== AIM OF THE TASK ==
Report every line of the listing below in which the string "Duration" occurs.

Segment Open

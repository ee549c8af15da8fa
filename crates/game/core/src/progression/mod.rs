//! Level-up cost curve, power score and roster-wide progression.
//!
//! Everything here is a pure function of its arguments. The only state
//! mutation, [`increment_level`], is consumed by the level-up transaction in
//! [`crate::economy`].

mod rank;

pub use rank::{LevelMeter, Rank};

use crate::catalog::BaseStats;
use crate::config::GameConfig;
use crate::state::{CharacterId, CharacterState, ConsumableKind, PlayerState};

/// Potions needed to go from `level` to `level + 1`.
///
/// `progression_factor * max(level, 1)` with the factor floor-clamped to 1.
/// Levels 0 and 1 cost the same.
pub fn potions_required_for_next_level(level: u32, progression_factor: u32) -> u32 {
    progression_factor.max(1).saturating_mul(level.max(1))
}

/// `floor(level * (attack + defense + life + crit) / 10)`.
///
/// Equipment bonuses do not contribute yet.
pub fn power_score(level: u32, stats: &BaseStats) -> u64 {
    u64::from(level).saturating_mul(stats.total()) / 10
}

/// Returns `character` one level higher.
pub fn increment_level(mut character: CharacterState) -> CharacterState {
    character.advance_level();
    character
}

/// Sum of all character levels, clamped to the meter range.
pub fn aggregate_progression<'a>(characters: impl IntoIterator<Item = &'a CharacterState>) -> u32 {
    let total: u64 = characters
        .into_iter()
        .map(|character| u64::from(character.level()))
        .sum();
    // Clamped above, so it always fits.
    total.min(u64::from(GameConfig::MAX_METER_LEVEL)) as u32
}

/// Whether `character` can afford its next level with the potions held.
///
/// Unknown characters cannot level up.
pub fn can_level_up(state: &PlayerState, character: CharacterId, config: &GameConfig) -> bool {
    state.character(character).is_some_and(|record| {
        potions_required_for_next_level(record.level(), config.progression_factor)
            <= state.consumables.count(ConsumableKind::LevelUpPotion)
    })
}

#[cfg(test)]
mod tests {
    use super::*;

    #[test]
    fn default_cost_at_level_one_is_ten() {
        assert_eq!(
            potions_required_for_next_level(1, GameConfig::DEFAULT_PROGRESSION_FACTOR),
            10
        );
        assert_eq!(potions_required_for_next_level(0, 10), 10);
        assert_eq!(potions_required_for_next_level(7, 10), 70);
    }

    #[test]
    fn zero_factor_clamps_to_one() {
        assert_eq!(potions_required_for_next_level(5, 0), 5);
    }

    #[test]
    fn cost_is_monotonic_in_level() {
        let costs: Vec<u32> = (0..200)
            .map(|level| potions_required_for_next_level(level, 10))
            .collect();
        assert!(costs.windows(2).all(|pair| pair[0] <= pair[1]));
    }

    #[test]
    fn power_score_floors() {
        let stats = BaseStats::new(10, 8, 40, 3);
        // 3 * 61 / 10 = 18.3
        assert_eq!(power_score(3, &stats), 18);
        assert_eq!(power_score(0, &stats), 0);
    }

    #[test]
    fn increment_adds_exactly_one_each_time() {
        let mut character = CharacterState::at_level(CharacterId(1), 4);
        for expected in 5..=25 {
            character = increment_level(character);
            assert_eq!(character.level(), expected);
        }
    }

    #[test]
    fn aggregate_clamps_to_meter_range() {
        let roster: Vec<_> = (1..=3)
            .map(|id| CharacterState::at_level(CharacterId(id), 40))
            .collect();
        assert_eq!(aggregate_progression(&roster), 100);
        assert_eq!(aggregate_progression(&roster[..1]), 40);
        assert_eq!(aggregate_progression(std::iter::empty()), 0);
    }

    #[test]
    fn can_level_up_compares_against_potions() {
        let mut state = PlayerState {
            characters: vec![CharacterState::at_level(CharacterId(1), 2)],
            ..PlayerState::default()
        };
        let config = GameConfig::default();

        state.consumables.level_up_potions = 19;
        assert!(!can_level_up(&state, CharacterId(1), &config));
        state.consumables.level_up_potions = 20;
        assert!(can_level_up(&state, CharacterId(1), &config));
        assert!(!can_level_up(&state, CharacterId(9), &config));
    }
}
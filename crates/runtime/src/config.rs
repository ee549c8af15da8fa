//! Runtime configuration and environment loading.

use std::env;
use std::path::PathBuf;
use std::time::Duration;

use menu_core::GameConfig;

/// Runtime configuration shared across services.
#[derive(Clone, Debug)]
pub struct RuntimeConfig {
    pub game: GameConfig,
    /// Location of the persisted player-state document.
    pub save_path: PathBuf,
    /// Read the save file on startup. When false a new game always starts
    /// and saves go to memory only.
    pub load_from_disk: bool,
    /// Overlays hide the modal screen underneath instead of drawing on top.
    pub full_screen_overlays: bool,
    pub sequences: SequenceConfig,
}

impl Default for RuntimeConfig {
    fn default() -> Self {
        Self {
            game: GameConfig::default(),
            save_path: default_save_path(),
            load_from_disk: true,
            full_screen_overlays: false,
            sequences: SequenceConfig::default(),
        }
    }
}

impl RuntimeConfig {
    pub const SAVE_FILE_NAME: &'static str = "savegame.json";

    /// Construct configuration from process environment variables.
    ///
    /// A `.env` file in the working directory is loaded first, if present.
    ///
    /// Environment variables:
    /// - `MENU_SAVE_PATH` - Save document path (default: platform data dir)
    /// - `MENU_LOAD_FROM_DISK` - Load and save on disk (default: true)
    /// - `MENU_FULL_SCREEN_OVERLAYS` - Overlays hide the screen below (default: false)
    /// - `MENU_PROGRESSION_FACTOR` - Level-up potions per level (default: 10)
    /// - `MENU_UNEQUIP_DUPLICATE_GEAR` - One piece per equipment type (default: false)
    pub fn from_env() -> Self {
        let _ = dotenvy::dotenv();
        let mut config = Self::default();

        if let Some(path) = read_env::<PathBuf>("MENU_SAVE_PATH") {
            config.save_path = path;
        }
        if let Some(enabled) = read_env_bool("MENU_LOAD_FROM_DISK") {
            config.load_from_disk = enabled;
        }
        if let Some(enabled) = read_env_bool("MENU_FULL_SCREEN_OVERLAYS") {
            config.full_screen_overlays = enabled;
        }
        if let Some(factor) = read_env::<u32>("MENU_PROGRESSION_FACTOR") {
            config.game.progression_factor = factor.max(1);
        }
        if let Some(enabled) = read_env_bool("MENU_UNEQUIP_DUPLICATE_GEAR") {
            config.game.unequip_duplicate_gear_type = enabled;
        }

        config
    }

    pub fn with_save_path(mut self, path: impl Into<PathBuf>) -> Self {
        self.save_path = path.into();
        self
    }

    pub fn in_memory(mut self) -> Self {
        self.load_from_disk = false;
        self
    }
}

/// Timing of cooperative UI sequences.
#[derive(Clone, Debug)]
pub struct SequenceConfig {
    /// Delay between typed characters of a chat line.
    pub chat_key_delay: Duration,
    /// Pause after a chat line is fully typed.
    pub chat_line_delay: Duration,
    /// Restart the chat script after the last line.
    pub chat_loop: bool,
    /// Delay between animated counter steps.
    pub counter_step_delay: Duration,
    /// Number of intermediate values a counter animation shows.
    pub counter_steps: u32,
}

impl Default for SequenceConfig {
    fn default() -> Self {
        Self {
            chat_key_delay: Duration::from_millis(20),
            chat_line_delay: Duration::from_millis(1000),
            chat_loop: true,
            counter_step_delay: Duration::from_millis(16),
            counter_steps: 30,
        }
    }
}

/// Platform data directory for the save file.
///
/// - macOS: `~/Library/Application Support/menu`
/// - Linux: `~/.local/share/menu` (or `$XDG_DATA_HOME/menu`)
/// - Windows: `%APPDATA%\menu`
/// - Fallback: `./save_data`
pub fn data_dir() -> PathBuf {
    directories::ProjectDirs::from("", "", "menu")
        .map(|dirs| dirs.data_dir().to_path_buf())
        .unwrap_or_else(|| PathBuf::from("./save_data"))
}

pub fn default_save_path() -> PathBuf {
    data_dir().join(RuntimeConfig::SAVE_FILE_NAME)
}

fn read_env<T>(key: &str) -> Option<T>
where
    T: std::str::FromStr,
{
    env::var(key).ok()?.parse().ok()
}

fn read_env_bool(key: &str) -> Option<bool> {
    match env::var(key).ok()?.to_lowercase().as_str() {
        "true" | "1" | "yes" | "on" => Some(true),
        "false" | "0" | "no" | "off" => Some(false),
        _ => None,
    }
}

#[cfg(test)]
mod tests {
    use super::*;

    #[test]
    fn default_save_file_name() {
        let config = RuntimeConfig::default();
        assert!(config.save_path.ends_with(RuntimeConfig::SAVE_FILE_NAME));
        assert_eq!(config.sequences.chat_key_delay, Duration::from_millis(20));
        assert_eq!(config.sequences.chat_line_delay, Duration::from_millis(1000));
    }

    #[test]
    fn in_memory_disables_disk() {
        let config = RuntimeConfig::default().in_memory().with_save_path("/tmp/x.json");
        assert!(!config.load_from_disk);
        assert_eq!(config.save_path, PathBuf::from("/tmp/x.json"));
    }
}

Segment Closed

== THE ANSWER ==
use std::time::Duration;
    pub chat_key_delay: Duration,
    pub chat_line_delay: Duration,
    pub counter_step_delay: Duration,
            chat_key_delay: Duration::from_millis(20),
            chat_line_delay: Duration::from_millis(1000),
            counter_step_delay: Duration::from_millis(16),
        assert_eq!(config.sequences.chat_key_delay, Duration::from_millis(20));
        assert_eq!(config.sequences.chat_line_delay, Duration::from_millis(1000));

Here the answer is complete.